§ What you are asked to do: Look through the records below for the line holding "Some(current) if stat.words". Write it out exactly, with each following line through the line holding "for day_totals in".

*** Opening Exercise data ***

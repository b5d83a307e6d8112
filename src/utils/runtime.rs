use anyhow::Result;

/// River runs everything on one cooperative thread: the activity clock and the stdin reader
/// share a single event loop.
pub fn single_thread_runtime() -> Result<tokio::runtime::Runtime> {
    Ok(tokio::runtime::Builder::new_current_thread()
        .enable_all()
        .build()?)
}
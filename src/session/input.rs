use anyhow::Result;
use chrono::NaiveDate;
use tokio::{
    io::{AsyncBufRead, AsyncBufReadExt},
    select,
    sync::mpsc,
};
use tokio_util::sync::CancellationToken;
use tracing::debug;

use crate::notes::repository::NoteRepository;

use super::SessionEvent;

/// Line mode editing surface. Every input line is appended to the note for `date` and reported
/// to the session as a keystroke followed by a save.
///
/// Returns the number of lines written once the input ends, `shutdown` is cancelled or the
/// session stops listening. A line is either fully appended and reported or not written at all.
/// Dropping `sender` on return is what tells the session the editor closed.
pub async fn forward_lines(
    input: impl AsyncBufRead + Unpin,
    repository: impl NoteRepository,
    date: NaiveDate,
    sender: mpsc::Sender<SessionEvent>,
    shutdown: CancellationToken,
) -> Result<u64> {
    let mut lines = input.lines();
    let mut written = 0;
    loop {
        let line = select! {
            _ = shutdown.cancelled() => break,
            line = lines.next_line() => line?,
        };
        let Some(line) = line else {
            debug!("Input ended after {written} lines");
            break;
        };

        if sender.send(SessionEvent::Keystroke).await.is_err() {
            debug!("Session closed, dropping input");
            break;
        }
        repository.append_line(date, &line).await?;
        written += 1;
        if sender.send(SessionEvent::Save).await.is_err() {
            break;
        }
    }
    Ok(written)
}
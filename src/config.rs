use std::{path::PathBuf, time::Duration};

/// Seconds without a keystroke after which typing time stops accruing.
pub const DEFAULT_IDLE_CUTOFF_SECONDS: i64 = 60;
const DEFAULT_TICK_INTERVAL: Duration = Duration::from_secs(1);
const DEFAULT_DAILY_GOAL: u64 = 500;

/// Configuration handed to every component at construction. Nothing below the CLI looks up
/// paths on its own.
#[derive(Debug, Clone)]
pub struct RiverConfig {
    pub notes_dir: PathBuf,
    pub idle_cutoff: chrono::Duration,
    pub tick_interval: Duration,
    pub daily_goal: u64,
}

impl RiverConfig {
    pub fn new(notes_dir: PathBuf) -> Self {
        Self {
            notes_dir,
            idle_cutoff: chrono::Duration::seconds(DEFAULT_IDLE_CUTOFF_SECONDS),
            tick_interval: DEFAULT_TICK_INTERVAL,
            daily_goal: DEFAULT_DAILY_GOAL,
        }
    }

    pub fn log_dir(&self) -> PathBuf {
        self.notes_dir.join(".logs")
    }
}
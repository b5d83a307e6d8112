use std::{collections::BTreeMap, fmt::Display};

use chrono::{Datelike, Duration, NaiveDate, Weekday};
use serde::Serialize;

use crate::utils::time::week_start;

use super::{daily::DailyStat, duration_ser};

/// Accumulated words and typing time over a group of days.
#[derive(Debug, Clone, Copy, PartialEq, Eq, Serialize)]
pub struct PeriodTotals {
    pub total_words: u64,
    #[serde(with = "duration_ser")]
    pub total_time: Duration,
    pub active_days: u32,
}

impl Default for PeriodTotals {
    fn default() -> Self {
        Self {
            total_words: 0,
            total_time: Duration::zero(),
            active_days: 0,
        }
    }
}

impl PeriodTotals {
    fn add(&mut self, stat: &DailyStat) {
        self.total_words += stat.words;
        self.total_time = self
            .total_time
            .checked_add(&stat.typing_time)
            .unwrap_or(Duration::MAX);
        self.active_days += 1;
    }

    /// Integer average of words per active day, 0 when there are no active days.
    pub fn average_words(&self) -> u64 {
        match self.active_days {
            0 => 0,
            days => self.total_words / days as u64,
        }
    }

    pub fn average_time(&self) -> Duration {
        match self.active_days {
            0 => Duration::zero(),
            days => self.total_time / days as i32,
        }
    }
}

/// Days of a Sunday to Saturday week.
#[derive(Debug, Clone, Copy, PartialEq, Eq, Serialize)]
pub struct WeekBucket {
    pub week_start: NaiveDate,
    #[serde(flatten)]
    pub totals: PeriodTotals,
}

#[derive(Debug, Clone, Copy, PartialEq, Eq, PartialOrd, Ord, Hash, Serialize)]
pub struct YearMonth {
    pub year: i32,
    pub month: u32,
}

impl YearMonth {
    pub fn of(date: NaiveDate) -> Self {
        Self {
            year: date.year(),
            month: date.month(),
        }
    }

    pub fn first_day(&self) -> Option<NaiveDate> {
        NaiveDate::from_ymd_opt(self.year, self.month, 1)
    }

    /// Human readable name such as `January 2024`.
    pub fn long_name(&self) -> String {
        self.first_day()
            .map(|v| v.format("%B %Y").to_string())
            .unwrap_or_else(|| self.to_string())
    }
}

impl Display for YearMonth {
    fn fmt(&self, f: &mut std::fmt::Formatter<'_>) -> std::fmt::Result {
        write!(f, "{:04}-{:02}", self.year, self.month)
    }
}

#[derive(Debug, Clone, Copy, PartialEq, Eq, Serialize)]
pub struct MonthBucket {
    pub month: YearMonth,
    #[serde(flatten)]
    pub totals: PeriodTotals,
}

/// Weekday with the highest average word count.
#[derive(Debug, Clone, Copy, PartialEq, Serialize)]
pub struct WeekdayAverage {
    pub weekday: Weekday,
    pub average_words: f64,
}

/// Week and month rollups of a list of daily stats. Buckets are sorted by key. Callers window
/// them by slicing from the end, see [PeriodSummary::last_weeks].
#[derive(Debug, Clone, PartialEq, Serialize)]
pub struct PeriodSummary {
    pub overall: PeriodTotals,
    pub weeks: Vec<WeekBucket>,
    pub months: Vec<MonthBucket>,
    pub most_productive: Option<DailyStat>,
    pub best_weekday: Option<WeekdayAverage>,
}

impl PeriodSummary {
    pub fn aggregate(stats: &[DailyStat]) -> Self {
        let mut overall = PeriodTotals::default();
        stats.iter().for_each(|v| overall.add(v));

        Self {
            overall,
            weeks: bucket_by_week(stats),
            months: bucket_by_month(stats),
            most_productive: most_productive_day(stats).cloned(),
            best_weekday: best_weekday(stats),
        }
    }

    pub fn last_weeks(&self, count: usize) -> &[WeekBucket] {
        tail(&self.weeks, count)
    }

    pub fn last_months(&self, count: usize) -> &[MonthBucket] {
        tail(&self.months, count)
    }
}

fn tail<T>(values: &[T], count: usize) -> &[T] {
    &values[values.len().saturating_sub(count)..]
}

fn group_by<K: Ord>(
    stats: &[DailyStat],
    key: impl Fn(NaiveDate) -> K,
) -> BTreeMap<K, PeriodTotals> {
    let mut groups = BTreeMap::<K, PeriodTotals>::new();
    for stat in stats {
        groups.entry(key(stat.date)).or_default().add(stat);
    }
    groups
}

/// Groups stats into weeks keyed by the Sunday on or before each date.
pub fn bucket_by_week(stats: &[DailyStat]) -> Vec<WeekBucket> {
    group_by(stats, week_start)
        .into_iter()
        .map(|(week_start, totals)| WeekBucket { week_start, totals })
        .collect()
}

pub fn bucket_by_month(stats: &[DailyStat]) -> Vec<MonthBucket> {
    group_by(stats, YearMonth::of)
        .into_iter()
        .map(|(month, totals)| MonthBucket { month, totals })
        .collect()
}

/// Day with the most words. Ties go to the earliest day.
pub fn most_productive_day(stats: &[DailyStat]) -> Option<&DailyStat> {
    let mut best: Option<&DailyStat> = None;
    for stat in stats {
        match best {
            Some(current) if stat.words <= current.words => {}
            _ => best = Some(stat),
        }
    }
    best
}

/// Weekday with the highest average words per active day, scanning Sunday to Saturday. Ties go
/// to the earlier weekday.
pub fn best_weekday(stats: &[DailyStat]) -> Option<WeekdayAverage> {
    let mut totals = [PeriodTotals::default(); 7];
    for stat in stats {
        totals[stat.date.weekday().num_days_from_sunday() as usize].add(stat);
    }

    let mut weekday = Weekday::Sun;
    let mut best: Option<WeekdayAverage> = None;
    for day_totals in totals {
        if day_totals.active_days > 0 {
            let average_words = day_totals.total_words as f64 / day_totals.active_days as f64;
            if best.map_or(true, |v| average_words > v.average_words) {
                best = Some(WeekdayAverage {
                    weekday,
                    average_words,
                });
            }
        }
        weekday = weekday.succ();
    }
    best
}

#[cfg(test)]
mod tests {
    use chrono::{Days, Duration, NaiveDate, Weekday};

    use super::{
        best_weekday, bucket_by_month, bucket_by_week, most_productive_day, PeriodSummary,
        PeriodTotals, YearMonth,
    };
    use crate::analytics::daily::DailyStat;

    fn date(y: i32, m: u32, d: u32) -> NaiveDate {
        NaiveDate::from_ymd_opt(y, m, d).unwrap()
    }

    fn stat(date: NaiveDate, words: u64, seconds: i64) -> DailyStat {
        DailyStat {
            date,
            words,
            typing_time: Duration::seconds(seconds),
        }
    }

    #[test]
    fn test_week_buckets_start_on_sunday() {
        let stats = vec![
            stat(date(2024, 1, 6), 10, 60),
            stat(date(2024, 1, 7), 20, 120),
            stat(date(2024, 1, 10), 40, 30),
        ];

        let weeks = bucket_by_week(&stats);
        assert_eq!(weeks.len(), 2);
        assert_eq!(weeks[0].week_start, date(2023, 12, 31));
        assert_eq!(weeks[0].totals.total_words, 10);
        assert_eq!(weeks[1].week_start, date(2024, 1, 7));
        assert_eq!(
            weeks[1].totals,
            PeriodTotals {
                total_words: 60,
                total_time: Duration::seconds(150),
                active_days: 2,
            }
        );
        assert_eq!(weeks[1].totals.average_words(), 30);
        assert_eq!(weeks[1].totals.average_time(), Duration::seconds(75));
    }

    #[test]
    fn test_month_buckets() {
        let stats = vec![
            stat(date(2023, 12, 31), 5, 0),
            stat(date(2024, 1, 1), 7, 0),
            stat(date(2024, 1, 31), 8, 0),
            stat(date(2024, 2, 1), 1, 0),
        ];
        let months = bucket_by_month(&stats);
        let summary = months
            .iter()
            .map(|v| (v.month.to_string(), v.totals.total_words, v.totals.active_days))
            .collect::<Vec<_>>();
        assert_eq!(
            summary,
            vec![
                ("2023-12".to_string(), 5, 1),
                ("2024-01".to_string(), 15, 2),
                ("2024-02".to_string(), 1, 1),
            ]
        );
        assert_eq!(months[1].month.long_name(), "January 2024");
    }

    #[test]
    fn test_week_totals_match_daily_totals() {
        let start = date(2024, 1, 1);
        let stats = (0..90u64)
            .filter(|v| v % 3 != 1)
            .map(|v| stat(start + Days::new(v), v * 7 % 23, v as i64))
            .collect::<Vec<_>>();

        let weeks = bucket_by_week(&stats);
        assert_eq!(
            weeks.iter().map(|v| v.totals.total_words).sum::<u64>(),
            stats.iter().map(|v| v.words).sum::<u64>()
        );
        assert_eq!(
            weeks.iter().map(|v| v.totals.active_days).sum::<u32>() as usize,
            stats.len()
        );
        assert!(weeks.iter().all(|v| v.totals.active_days <= 7));
        assert!(weeks.windows(2).all(|v| v[0].week_start < v[1].week_start));

        let months = bucket_by_month(&stats);
        assert_eq!(
            months.iter().map(|v| v.totals.total_words).sum::<u64>(),
            stats.iter().map(|v| v.words).sum::<u64>()
        );
        assert!(months.iter().all(|v| v.totals.active_days <= 31));
    }

    #[test]
    fn test_most_productive_earliest_tie() {
        let stats = vec![
            stat(date(2024, 1, 1), 4, 0),
            stat(date(2024, 1, 2), 9, 0),
            stat(date(2024, 1, 3), 9, 0),
            stat(date(2024, 1, 4), 2, 0),
        ];
        assert_eq!(most_productive_day(&stats).map(|v| v.date), Some(date(2024, 1, 2)));
        assert_eq!(most_productive_day(&[]), None);

        let silent = vec![stat(date(2024, 1, 1), 0, 0), stat(date(2024, 1, 2), 0, 0)];
        assert_eq!(most_productive_day(&silent).map(|v| v.date), Some(date(2024, 1, 1)));
    }

    #[test]
    fn test_best_weekday() {
        let stats = vec![
            // Monday
            stat(date(2024, 1, 1), 10, 0),
            stat(date(2024, 1, 8), 30, 0),
            // Wednesday
            stat(date(2024, 1, 3), 20, 0),
            // Sunday
            stat(date(2024, 1, 7), 5, 0),
        ];
        let best = best_weekday(&stats).unwrap();
        assert_eq!(best.weekday, Weekday::Mon);
        assert_eq!(best.average_words, 20.);
        assert_eq!(best_weekday(&[]), None);
    }

    #[test]
    fn test_typing_time_saturates() {
        let stats = vec![
            DailyStat {
                date: date(2024, 1, 1),
                words: 1,
                typing_time: Duration::MAX,
            },
            stat(date(2024, 1, 2), 1, 5),
        ];
        let summary = PeriodSummary::aggregate(&stats);
        assert_eq!(summary.overall.total_time, Duration::MAX);
        assert_eq!(summary.weeks[0].totals.total_time, Duration::MAX);
        assert_eq!(summary.overall.active_days, 2);
    }

    #[test]
    fn test_empty_summary() {
        let summary = PeriodSummary::aggregate(&[]);
        assert!(summary.weeks.is_empty());
        assert!(summary.months.is_empty());
        assert_eq!(summary.most_productive, None);
        assert_eq!(summary.overall.average_words(), 0);
        assert_eq!(summary.overall.average_time(), Duration::zero());
        assert!(summary.last_weeks(8).is_empty());
    }

    #[test]
    fn test_windowing_from_tail() {
        let start = date(2024, 1, 7);
        let stats = (0..10u64)
            .map(|week| stat(start + Days::new(week * 7), week, 0))
            .collect::<Vec<_>>();
        let summary = PeriodSummary::aggregate(&stats);

        let last = summary.last_weeks(3);
        assert_eq!(last.len(), 3);
        assert_eq!(last[0].week_start, start + Days::new(49));
        assert_eq!(summary.last_weeks(50).len(), 10);
        assert_eq!(summary.last_months(1)[0].month, YearMonth { year: 2024, month: 3 });
    }
}
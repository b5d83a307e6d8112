use chrono::{DateTime, Duration, Local};

/// Accrues typing time for one writing session.
///
/// Time is credited on ticks, and only while the last keystroke is less than `idle_cutoff` old.
/// The accumulated value never decreases.
#[derive(Debug, Clone)]
pub struct ActivityClock {
    accumulated: Duration,
    last_activity: DateTime<Local>,
    last_tick: DateTime<Local>,
    idle_cutoff: Duration,
}

impl ActivityClock {
    /// `seed` is the typing time already recorded for the day. Opening a session counts as
    /// activity.
    pub fn new(seed: Duration, started_at: DateTime<Local>, idle_cutoff: Duration) -> Self {
        Self {
            accumulated: seed.max(Duration::zero()),
            last_activity: started_at,
            last_tick: started_at,
            idle_cutoff,
        }
    }

    /// Registers input at `now`. Input after an idle stretch starts a new measurement, the
    /// stretch itself is never credited, however late the next tick arrives.
    pub fn keystroke(&mut self, now: DateTime<Local>) {
        if self.is_idle(now) {
            self.last_tick = self.last_tick.max(now);
        }
        self.last_activity = self.last_activity.max(now);
    }

    pub fn is_idle(&self, now: DateTime<Local>) -> bool {
        now - self.last_activity >= self.idle_cutoff
    }

    /// Credits the whole seconds elapsed since the previous credited tick, unless the writer is
    /// idle. Returns the credited time.
    pub fn tick(&mut self, now: DateTime<Local>) -> Duration {
        let elapsed = now - self.last_tick;
        if elapsed < Duration::zero() || self.is_idle(now) {
            // Wall clock moved backwards, or nobody is typing. Either way restart measuring
            // from here.
            self.last_tick = now;
            return Duration::zero();
        }

        let credited = Duration::seconds(elapsed.num_seconds());
        // Sub-second leftovers carry over to the next tick.
        self.last_tick += credited;
        self.accumulated += credited;
        credited
    }

    pub fn accumulated(&self) -> Duration {
        self.accumulated
    }
}
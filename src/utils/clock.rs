use async_trait::async_trait;
use chrono::{DateTime, Local};
use tokio::time::Instant;

/// Represents an entity responsible for providing dates across application. This can allow it to
/// be used for testing.
///
/// Day boundaries in river are always computed in local time, so the clock hands out
/// [DateTime<Local>] rather than UTC.
#[cfg_attr(test, mockall::automock)]
#[async_trait]
pub trait Clock: Sync + Send + 'static {
    fn time(&self) -> DateTime<Local>;

    fn instant(&self) -> Instant;

    async fn sleep_until(&self, instant: Instant);
}

pub struct DefaultClock;

#[async_trait]
impl Clock for DefaultClock {
    fn time(&self) -> DateTime<Local> {
        Local::now()
    }

    fn instant(&self) -> Instant {
        Instant::now()
    }

    async fn sleep_until(&self, instant: Instant) {
        tokio::time::sleep_until(instant).await;
    }
}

*** Closing Exercise data ***

§ Exercise result:
            Some(current) if stat.words <= current.words => {}
            _ => best = Some(stat),
        }
    }
    best
}

/// Weekday with the highest average words per active day, scanning Sunday to Saturday. Ties go
/// to the earlier weekday.
pub fn best_weekday(stats: &[DailyStat]) -> Option<WeekdayAverage> {
    let mut totals = [PeriodTotals::default(); 7];
    for stat in stats {
        totals[stat.date.weekday().num_days_from_sunday() as usize].add(stat);
    }

    let mut weekday = Weekday::Sun;
    let mut best: Option<WeekdayAverage> = None;
    for day_totals in totals {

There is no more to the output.